**WHAT IS EXPECTED:** Wherever the word "used" appears in a line below, that line counts; report the total number of such lines only.

**SOURCE DATA:**
────────
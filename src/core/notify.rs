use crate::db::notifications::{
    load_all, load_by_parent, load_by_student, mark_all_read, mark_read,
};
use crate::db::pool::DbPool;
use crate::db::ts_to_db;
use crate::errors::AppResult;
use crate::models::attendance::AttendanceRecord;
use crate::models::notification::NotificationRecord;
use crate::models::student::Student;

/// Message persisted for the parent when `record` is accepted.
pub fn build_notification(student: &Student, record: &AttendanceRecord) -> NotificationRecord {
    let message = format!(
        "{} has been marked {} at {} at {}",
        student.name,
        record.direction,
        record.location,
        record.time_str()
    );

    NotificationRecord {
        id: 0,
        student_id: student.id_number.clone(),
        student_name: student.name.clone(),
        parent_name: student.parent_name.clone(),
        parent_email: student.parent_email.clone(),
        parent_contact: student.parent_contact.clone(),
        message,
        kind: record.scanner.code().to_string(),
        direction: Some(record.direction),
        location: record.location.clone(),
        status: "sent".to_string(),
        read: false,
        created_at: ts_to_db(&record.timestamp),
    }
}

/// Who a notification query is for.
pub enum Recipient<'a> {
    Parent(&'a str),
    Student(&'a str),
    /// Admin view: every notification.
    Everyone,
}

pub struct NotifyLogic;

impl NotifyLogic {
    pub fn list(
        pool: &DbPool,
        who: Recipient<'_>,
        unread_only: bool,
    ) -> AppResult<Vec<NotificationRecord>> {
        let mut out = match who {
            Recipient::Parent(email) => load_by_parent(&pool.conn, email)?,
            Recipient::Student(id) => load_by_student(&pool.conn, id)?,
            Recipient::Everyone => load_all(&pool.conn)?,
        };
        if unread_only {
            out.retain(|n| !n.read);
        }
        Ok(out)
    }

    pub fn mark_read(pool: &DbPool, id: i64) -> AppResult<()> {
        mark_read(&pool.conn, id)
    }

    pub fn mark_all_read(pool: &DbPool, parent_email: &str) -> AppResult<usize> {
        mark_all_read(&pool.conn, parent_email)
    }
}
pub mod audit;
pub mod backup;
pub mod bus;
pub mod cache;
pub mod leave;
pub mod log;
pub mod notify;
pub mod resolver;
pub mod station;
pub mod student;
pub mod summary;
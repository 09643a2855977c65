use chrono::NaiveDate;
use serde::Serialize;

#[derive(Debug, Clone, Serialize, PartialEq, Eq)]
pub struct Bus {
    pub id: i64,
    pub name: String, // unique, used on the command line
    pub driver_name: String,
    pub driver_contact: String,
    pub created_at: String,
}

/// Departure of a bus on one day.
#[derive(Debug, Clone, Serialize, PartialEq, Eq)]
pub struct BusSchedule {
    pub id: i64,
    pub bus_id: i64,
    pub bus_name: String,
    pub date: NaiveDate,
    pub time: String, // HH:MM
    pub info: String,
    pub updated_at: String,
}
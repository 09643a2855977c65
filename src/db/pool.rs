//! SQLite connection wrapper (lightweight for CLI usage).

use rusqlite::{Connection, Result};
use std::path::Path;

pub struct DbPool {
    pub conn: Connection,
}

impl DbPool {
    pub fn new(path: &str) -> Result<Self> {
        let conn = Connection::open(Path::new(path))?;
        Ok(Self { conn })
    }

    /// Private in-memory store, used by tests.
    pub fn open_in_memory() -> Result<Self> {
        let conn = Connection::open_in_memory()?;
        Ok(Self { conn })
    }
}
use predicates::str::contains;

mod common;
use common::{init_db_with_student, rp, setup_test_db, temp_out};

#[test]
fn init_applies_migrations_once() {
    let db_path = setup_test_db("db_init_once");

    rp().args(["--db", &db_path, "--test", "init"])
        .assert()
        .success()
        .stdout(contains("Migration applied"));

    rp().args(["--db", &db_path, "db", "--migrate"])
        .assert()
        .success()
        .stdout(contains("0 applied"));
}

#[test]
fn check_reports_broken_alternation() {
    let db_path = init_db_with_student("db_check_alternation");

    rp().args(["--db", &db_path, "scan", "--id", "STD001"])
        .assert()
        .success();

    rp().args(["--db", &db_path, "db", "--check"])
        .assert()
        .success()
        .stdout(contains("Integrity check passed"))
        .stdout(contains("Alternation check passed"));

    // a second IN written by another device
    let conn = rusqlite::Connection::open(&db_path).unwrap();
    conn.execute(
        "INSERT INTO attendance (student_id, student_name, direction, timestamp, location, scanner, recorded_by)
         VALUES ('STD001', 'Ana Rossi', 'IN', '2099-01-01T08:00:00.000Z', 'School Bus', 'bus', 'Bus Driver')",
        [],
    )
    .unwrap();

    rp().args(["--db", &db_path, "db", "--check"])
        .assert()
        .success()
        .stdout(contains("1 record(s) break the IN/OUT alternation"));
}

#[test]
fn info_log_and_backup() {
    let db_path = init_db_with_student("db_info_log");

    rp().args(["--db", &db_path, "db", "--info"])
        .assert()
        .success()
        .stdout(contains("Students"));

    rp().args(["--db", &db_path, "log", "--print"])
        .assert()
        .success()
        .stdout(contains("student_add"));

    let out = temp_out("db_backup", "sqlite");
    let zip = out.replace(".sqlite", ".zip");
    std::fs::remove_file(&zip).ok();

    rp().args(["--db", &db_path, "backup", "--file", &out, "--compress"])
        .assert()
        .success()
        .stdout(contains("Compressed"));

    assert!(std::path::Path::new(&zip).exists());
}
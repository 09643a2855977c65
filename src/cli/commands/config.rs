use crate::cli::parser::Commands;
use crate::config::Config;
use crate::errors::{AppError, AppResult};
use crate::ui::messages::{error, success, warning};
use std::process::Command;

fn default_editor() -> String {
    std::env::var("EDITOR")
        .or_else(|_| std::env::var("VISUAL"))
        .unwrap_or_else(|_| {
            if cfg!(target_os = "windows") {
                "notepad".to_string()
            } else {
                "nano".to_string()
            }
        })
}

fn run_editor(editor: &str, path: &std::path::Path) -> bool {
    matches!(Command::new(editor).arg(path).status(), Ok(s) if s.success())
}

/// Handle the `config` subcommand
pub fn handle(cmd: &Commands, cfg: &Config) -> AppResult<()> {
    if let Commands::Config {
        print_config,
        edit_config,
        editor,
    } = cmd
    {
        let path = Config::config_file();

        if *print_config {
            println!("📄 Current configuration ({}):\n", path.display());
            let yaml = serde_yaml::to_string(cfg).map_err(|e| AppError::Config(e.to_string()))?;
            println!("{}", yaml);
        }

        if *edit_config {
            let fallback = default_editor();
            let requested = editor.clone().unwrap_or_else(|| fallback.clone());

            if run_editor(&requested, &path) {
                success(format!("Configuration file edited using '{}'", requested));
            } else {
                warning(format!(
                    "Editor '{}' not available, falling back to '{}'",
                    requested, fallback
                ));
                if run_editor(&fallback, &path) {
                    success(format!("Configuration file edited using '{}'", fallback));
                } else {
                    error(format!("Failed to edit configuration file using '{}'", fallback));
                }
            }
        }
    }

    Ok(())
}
────────
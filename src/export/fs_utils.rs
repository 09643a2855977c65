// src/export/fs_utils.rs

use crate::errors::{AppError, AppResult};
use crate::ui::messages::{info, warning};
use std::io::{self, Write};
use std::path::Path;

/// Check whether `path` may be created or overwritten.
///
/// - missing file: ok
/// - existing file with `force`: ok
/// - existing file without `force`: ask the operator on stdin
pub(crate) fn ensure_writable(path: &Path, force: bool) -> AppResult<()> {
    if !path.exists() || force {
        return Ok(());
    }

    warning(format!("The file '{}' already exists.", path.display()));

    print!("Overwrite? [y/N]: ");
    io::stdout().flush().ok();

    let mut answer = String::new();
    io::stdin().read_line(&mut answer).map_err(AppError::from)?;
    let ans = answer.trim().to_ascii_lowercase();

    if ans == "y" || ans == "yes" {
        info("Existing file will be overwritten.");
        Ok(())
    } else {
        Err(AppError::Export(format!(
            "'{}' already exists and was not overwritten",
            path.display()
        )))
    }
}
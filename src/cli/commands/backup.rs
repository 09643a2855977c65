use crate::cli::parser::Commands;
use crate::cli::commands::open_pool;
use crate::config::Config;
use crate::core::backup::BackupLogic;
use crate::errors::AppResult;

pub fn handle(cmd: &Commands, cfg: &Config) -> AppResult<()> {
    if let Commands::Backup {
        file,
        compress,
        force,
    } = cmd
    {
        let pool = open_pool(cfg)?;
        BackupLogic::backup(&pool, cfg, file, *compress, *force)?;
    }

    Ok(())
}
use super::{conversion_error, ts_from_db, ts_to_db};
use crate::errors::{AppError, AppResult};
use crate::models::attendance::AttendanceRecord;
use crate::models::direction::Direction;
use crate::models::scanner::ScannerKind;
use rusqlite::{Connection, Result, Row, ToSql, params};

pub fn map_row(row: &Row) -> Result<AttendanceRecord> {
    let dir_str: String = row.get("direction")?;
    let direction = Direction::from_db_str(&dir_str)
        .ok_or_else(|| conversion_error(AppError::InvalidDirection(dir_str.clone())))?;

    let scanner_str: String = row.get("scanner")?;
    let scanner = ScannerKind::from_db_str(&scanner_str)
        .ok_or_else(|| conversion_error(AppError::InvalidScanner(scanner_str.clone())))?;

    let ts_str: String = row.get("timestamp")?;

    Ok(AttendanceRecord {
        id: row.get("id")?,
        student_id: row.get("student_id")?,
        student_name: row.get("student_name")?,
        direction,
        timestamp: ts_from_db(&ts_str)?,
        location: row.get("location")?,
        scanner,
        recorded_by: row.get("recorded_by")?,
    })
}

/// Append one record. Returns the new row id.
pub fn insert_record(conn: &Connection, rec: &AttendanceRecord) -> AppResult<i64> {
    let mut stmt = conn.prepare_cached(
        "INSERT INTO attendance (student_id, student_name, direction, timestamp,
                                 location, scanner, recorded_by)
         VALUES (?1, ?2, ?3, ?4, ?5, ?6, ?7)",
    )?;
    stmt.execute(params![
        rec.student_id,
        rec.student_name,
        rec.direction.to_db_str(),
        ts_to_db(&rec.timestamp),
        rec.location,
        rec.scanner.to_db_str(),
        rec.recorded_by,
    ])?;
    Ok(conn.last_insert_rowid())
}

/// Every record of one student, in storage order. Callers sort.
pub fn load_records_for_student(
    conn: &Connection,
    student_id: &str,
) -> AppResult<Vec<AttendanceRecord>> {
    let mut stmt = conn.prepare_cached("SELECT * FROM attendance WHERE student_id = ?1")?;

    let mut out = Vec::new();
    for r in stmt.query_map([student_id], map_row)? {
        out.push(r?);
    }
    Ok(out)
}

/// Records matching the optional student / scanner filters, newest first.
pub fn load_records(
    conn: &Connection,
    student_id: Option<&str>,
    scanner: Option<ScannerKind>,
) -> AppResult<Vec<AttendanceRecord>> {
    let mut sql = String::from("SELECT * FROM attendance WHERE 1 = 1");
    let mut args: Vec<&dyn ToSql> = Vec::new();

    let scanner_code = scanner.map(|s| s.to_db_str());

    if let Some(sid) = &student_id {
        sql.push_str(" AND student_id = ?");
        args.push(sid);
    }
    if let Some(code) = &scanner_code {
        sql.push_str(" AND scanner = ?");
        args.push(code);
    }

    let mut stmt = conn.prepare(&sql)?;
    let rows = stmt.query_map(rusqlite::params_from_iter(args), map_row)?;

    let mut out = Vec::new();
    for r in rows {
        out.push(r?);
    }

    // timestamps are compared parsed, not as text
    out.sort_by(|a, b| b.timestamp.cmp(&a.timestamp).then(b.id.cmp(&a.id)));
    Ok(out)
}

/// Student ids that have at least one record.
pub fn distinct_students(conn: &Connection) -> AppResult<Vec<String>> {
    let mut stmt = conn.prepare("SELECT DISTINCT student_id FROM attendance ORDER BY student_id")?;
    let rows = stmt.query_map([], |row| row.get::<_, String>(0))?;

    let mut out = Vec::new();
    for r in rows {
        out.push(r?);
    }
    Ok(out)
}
────────
**FINISHED EXERCISE:** 2